Data items:
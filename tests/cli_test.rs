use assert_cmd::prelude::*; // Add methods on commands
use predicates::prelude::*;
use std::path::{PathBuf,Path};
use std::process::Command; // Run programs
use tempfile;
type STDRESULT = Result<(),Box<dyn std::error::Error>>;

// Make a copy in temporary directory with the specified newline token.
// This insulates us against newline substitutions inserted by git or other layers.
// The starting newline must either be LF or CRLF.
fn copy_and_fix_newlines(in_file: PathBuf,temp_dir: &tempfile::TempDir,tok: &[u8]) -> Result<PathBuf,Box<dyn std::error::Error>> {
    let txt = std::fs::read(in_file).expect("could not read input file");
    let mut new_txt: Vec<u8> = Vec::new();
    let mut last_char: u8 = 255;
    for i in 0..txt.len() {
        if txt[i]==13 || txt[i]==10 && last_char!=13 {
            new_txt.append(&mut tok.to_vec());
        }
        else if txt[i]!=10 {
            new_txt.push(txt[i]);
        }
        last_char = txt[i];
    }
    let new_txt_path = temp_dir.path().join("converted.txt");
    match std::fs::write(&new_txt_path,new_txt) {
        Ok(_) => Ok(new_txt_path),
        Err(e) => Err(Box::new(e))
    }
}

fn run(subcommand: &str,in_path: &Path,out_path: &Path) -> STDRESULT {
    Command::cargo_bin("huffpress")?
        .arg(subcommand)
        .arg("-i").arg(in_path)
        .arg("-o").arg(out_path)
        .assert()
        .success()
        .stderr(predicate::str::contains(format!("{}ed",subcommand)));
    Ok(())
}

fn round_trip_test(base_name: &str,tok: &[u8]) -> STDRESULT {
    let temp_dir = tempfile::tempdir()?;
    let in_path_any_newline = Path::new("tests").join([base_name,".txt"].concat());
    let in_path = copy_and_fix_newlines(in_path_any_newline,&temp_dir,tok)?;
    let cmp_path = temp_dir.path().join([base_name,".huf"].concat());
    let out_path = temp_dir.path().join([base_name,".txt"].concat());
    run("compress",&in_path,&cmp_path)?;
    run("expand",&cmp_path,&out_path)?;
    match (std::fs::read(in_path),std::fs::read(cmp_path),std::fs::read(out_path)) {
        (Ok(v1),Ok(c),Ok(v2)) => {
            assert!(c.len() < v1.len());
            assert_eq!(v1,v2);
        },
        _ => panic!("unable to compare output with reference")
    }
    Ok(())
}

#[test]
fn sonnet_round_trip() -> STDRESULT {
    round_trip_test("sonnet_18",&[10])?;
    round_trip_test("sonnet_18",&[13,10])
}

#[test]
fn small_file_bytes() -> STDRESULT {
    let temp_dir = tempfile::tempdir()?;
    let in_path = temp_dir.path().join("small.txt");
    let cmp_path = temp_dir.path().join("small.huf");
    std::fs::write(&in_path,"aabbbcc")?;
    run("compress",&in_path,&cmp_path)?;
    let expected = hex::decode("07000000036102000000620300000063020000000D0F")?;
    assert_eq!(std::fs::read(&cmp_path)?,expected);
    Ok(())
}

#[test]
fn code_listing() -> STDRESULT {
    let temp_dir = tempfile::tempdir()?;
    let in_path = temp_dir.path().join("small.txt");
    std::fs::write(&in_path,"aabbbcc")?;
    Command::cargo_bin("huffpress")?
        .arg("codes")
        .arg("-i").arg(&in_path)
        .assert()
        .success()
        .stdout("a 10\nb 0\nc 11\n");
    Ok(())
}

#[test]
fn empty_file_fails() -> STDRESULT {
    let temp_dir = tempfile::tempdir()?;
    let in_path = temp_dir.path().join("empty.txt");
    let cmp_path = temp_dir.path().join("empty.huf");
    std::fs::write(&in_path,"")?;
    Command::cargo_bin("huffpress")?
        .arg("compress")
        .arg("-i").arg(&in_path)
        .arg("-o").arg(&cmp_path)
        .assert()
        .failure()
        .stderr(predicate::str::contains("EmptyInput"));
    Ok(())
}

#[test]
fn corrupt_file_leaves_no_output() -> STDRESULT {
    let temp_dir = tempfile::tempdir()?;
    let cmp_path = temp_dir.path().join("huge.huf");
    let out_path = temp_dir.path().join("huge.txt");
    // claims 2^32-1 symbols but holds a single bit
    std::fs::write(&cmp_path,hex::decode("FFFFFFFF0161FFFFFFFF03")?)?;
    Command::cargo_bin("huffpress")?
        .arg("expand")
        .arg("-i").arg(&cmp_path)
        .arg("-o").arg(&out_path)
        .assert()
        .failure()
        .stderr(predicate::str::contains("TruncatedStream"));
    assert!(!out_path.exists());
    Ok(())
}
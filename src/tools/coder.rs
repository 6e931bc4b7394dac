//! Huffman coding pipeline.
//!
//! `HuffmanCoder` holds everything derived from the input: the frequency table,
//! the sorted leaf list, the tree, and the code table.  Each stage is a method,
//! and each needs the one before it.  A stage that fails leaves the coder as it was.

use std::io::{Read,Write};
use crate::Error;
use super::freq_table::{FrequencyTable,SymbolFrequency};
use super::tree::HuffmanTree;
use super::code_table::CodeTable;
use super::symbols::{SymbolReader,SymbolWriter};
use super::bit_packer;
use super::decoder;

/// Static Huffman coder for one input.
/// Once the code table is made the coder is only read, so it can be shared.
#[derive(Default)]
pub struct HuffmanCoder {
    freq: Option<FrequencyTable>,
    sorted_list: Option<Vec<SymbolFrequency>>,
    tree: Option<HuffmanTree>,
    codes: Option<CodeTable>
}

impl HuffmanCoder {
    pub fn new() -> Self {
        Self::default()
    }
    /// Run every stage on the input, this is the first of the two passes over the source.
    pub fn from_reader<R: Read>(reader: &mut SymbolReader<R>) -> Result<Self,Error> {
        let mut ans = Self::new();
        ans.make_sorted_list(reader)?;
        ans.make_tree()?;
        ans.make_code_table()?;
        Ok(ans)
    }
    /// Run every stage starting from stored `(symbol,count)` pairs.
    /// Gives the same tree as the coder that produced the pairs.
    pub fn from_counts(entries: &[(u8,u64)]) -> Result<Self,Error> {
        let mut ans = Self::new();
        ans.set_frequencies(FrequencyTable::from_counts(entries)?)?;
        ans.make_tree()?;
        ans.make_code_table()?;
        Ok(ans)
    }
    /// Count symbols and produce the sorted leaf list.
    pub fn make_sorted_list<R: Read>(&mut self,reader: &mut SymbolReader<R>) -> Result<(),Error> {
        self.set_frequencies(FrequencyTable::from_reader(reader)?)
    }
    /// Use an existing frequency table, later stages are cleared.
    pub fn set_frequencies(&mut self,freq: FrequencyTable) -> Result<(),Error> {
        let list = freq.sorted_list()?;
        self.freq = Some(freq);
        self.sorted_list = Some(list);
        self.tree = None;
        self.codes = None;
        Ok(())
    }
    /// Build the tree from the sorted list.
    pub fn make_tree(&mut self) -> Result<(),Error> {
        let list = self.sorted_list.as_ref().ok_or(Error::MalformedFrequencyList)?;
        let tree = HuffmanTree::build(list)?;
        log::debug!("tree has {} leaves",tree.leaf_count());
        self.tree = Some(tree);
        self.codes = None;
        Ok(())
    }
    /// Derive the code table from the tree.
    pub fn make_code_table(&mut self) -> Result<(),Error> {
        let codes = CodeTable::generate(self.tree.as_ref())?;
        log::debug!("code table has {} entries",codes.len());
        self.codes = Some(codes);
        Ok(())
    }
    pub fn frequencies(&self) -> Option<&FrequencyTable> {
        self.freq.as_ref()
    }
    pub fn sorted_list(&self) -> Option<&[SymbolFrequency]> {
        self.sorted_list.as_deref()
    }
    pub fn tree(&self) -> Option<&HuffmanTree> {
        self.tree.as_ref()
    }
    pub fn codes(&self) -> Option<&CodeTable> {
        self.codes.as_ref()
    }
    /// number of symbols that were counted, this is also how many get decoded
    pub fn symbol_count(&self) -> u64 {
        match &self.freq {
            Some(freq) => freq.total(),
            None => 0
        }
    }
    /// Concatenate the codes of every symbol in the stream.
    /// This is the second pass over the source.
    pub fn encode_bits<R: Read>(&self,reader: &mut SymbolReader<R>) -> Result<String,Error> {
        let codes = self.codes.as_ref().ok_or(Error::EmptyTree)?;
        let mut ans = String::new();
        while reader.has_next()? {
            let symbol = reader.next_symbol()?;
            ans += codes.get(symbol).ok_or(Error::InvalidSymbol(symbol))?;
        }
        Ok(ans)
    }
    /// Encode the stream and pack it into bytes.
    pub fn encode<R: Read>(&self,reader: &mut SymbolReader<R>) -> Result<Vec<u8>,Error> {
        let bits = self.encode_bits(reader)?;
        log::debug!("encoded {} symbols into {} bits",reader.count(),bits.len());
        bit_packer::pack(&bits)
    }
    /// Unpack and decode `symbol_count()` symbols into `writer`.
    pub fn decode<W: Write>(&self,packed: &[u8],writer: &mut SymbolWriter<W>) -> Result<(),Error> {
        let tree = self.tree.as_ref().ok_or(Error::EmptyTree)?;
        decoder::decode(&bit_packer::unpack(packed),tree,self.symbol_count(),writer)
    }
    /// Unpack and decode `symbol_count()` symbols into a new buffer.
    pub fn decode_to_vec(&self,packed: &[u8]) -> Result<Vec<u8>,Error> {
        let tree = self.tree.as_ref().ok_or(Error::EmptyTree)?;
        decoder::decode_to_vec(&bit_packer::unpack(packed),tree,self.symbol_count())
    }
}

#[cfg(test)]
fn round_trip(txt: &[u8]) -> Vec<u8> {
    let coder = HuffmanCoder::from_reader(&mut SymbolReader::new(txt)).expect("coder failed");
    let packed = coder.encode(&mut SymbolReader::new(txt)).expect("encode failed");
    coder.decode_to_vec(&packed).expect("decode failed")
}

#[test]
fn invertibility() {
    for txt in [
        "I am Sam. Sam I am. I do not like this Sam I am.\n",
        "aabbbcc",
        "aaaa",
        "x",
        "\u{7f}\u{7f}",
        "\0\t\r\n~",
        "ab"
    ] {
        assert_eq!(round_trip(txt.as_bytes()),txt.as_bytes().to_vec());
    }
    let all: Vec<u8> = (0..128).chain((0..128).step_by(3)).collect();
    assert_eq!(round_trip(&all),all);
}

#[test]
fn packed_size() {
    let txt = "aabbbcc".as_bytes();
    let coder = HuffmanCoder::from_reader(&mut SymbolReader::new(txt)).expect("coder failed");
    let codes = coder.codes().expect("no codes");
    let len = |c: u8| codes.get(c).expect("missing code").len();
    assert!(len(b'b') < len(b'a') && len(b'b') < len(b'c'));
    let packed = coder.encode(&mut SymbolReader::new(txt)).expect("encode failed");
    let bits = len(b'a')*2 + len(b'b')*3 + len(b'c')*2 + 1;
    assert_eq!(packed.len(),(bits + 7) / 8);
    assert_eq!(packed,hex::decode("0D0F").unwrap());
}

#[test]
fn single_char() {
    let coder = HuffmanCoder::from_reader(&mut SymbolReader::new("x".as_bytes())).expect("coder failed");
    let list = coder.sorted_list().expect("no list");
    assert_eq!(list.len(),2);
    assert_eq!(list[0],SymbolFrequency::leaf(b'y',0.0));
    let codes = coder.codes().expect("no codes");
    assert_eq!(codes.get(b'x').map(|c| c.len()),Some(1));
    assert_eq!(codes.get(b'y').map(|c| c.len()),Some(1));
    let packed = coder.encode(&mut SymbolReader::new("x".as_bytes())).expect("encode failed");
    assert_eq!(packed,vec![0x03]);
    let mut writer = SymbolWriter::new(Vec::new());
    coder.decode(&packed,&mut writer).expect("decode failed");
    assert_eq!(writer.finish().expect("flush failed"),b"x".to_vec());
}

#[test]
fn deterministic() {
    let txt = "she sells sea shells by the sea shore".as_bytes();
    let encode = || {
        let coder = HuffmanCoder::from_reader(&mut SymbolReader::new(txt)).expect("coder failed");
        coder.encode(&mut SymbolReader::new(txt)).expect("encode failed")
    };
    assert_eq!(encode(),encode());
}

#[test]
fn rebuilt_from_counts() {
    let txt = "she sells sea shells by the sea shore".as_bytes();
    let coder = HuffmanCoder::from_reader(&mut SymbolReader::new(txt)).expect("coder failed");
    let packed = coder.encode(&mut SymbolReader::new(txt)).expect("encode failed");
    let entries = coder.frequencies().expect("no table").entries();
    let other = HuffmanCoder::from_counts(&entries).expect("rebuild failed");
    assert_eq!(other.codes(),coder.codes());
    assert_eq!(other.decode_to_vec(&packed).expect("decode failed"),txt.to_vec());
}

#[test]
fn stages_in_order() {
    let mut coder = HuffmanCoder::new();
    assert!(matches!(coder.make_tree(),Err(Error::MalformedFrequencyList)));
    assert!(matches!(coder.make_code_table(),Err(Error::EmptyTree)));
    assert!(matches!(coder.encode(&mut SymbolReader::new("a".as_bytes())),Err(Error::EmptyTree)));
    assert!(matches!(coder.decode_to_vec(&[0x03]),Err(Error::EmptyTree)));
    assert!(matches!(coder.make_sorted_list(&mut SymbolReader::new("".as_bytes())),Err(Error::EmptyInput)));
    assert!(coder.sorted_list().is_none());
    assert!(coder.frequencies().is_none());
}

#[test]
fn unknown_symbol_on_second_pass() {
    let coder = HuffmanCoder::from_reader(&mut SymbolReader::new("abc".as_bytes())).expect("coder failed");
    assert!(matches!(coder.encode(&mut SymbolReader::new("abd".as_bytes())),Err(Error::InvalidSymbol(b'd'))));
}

_WORK REQUEST_. Search the entries for the word "tests", then copy every line in which it is found.

_RESULT FOR THIS TASK_.
filename tests/cli_test.rs
    let in_path_any_newline = Path::new("tests").join([base_name,".txt"].concat());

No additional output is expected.